Help setting up triple integrals from 4 points

**NickE** · July 10th 2012, 06:02 PM

The topic pretty much says it all. I have to evaluate the triple integral of xyz for a tetrahedron with vertices (0, 2, 0), (1, 0, 0), (4, 1, 0) and (1, 0, 1) then I have to do it again with vertices (0, 2, 0), (1, 0, 0), (4, 1, 0) and (1, 1, 1). I shouldn't have a problem solving them once I get them set up, my problem is that my professor did not explain how to set up a triple integral from coordinates. Can someone please give me step by step tutorial on how to go about setting up these integrals?

**tom@ballooncalculus** · July 11th 2012, 02:44 AM

Sure. What is your narrative for a single definite integral of y = f(x) with respect to x? Mine is...

I walk along the x-axis from the lower limit towards the upper, and at each point I turn left and note down the distance away (along the x-y plane in the y direction) of the curve y = f(x). The integral, e.g, for the 'curve' (though straight line) $\tfrac{9}{4}x$
...

$\int_0^1\ \tfrac{9}{4}x\ dx$

... is the total of all these values. Hopefully you can intuit this total as the area under the curve. (Do imagine visually, e.g. sketch, all of the curves I refer to.)

Or we could get the same result from observing (at each point on the x-axis journey looking in the y direction) the difference between the distances to each of the two curves $2 - \tfrac{1}{4}x$ and $2 - 2x$ ...

$\int_0^1\ 2 - \tfrac{1}{4}x\ - (2 - 2x)\ dx$

But let's turn either of these into a double integral of z = 1 (with respect to x and y) ...

I walk along the axis from the lower limit towards the upper, and at each point I turn left and this time go on a detour in the x-y plane in the y direction, from the x-axis to as far as the curve for f(x). At each point along the detour I note down a number 1. Then the integral of all those ones...

$\int_0^1 \int_0^{\tfrac{9}{4}x}\ 1\ dy\ dx$

... or else, if each detour in the y direction goes from the curve for $2 - 2x$ up (in the y direction) to the curve for $2 - \tfrac{1}{4}x$ , then this integral of all the ones...

$\int_0^1 \int_{2 - 2x}^{2 - \tfrac{1}{4}x}\ 1\ dy\ dx$

... will be the same total as before.

Now, every time we noted down 1, i.e. at each point on our detour along the x-y plane in the y direction, we might have been looking up above us in the z direction (the x-y plane being horizontal ground) and observing the distance above us of the plane z = 1.

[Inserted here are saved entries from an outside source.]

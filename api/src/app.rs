//! Application state and route table

use std::sync::Arc;

use actix_web::{web, HttpResponse};

use sg_core::{AuthorizationGate, RevocationStore, SessionService, UserDirectory, UserService};

use crate::handlers::error_envelope;
use crate::middleware::SessionGuard;
use crate::routes::{auth, health, users};

/// Shared services handed to every handler
pub struct AppState<R: ?Sized, U: ?Sized>
where
    R: RevocationStore,
    U: UserDirectory,
{
    pub gate: Arc<AuthorizationGate<R, U>>,
    pub sessions: Arc<SessionService<R, U>>,
    pub users: Arc<UserService<U>>,
}

impl<R, U> AppState<R, U>
where
    R: RevocationStore + ?Sized,
    U: UserDirectory + ?Sized,
{
    pub fn new(
        gate: Arc<AuthorizationGate<R, U>>,
        sessions: Arc<SessionService<R, U>>,
        users: Arc<UserService<U>>,
    ) -> Self {
        Self {
            gate,
            sessions,
            users,
        }
    }
}

/// Register state and routes on an `App` or test service
///
/// ```text
/// GET  /health
/// POST /api/v1/auth/signup
/// POST /api/v1/auth/login
/// POST /api/v1/auth/logout   (guarded)
/// GET  /api/v1/me            (guarded)
/// PUT  /api/v1/me            (guarded)
/// GET  /api/v1/users         (guarded)
/// POST /api/v1/users/lookup  (guarded)
/// ```
pub fn configure<R, U>(cfg: &mut web::ServiceConfig, state: web::Data<AppState<R, U>>)
where
    R: RevocationStore + ?Sized + 'static,
    U: UserDirectory + ?Sized + 'static,
{
    let guard = SessionGuard::new(Arc::clone(&state.gate));

    cfg.app_data(state)
        .route("/health", web::get().to(health::health_check))
        .service(
            web::scope("/api/v1")
                .service(
                    web::scope("/auth")
                        .route("/signup", web::post().to(auth::signup::<R, U>))
                        .route("/login", web::post().to(auth::login::<R, U>))
                        .route(
                            "/logout",
                            web::post().to(auth::logout::<R, U>).wrap(guard.clone()),
                        ),
                )
                .service(
                    web::resource("/me")
                        .route(web::get().to(users::me))
                        .route(web::put().to(users::update_me::<R, U>))
                        .wrap(guard.clone()),
                )
                .service(
                    web::scope("/users")
                        .route("", web::get().to(users::list_users::<R, U>))
                        .route("/lookup", web::post().to(users::find_by_username::<R, U>))
                        .wrap(guard),
                ),
        )
        .default_service(web::route().to(not_found));
}

async fn not_found() -> HttpResponse {
    error_envelope(
        actix_web::http::StatusCode::NOT_FOUND,
        "",
        vec!["not found".to_string()],
    )
}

What if, above us at each of these points, we saw not the plane z = 1 but the plane $z = \tfrac{1}{7} (8 - x - 4y)$ ...

$\int_0^1 \int_{2 - 2x}^{2 - \tfrac{1}{4}x}\ \tfrac{1}{7} (8 - x - 4y)\ dy\ dx$

And here you can probably see that...

$\int_0^1 \int_{0}^{\tfrac{9}{4}x}\ \tfrac{1}{7} (8 - x - 4y)\ dy\ dx$

... would be want to produce a different volume.

Again, we could turn this into a triple integral by going on a third detour, in the z direction, and observing, at each point on the detour, a distance of 1 in some 'fourth' dimension (that's difficult to visualise as a new spatial dimension, but might be density or temperature etc.)...

$\int_0^1\ \int_{2 - 2x}^{2 - \tfrac{1}{4}x}\ \int_0^{\tfrac{1}{7} (8 - x - 4y)}\ 1\ dz\ dy\ dx$

And what you have in the first section (west of the plane x = 1) of your first tetrahedron is the same volume, but the density to note down at each point is xyz instead of 1...

$\int_0^1\ \int_{2 - 2x}^{2 - \tfrac{1}{4}x}\ \int_0^{\tfrac{1}{7} (8 - x - 4y)}\ xyz\ dz\ dy\ dx$

That's the basic approach.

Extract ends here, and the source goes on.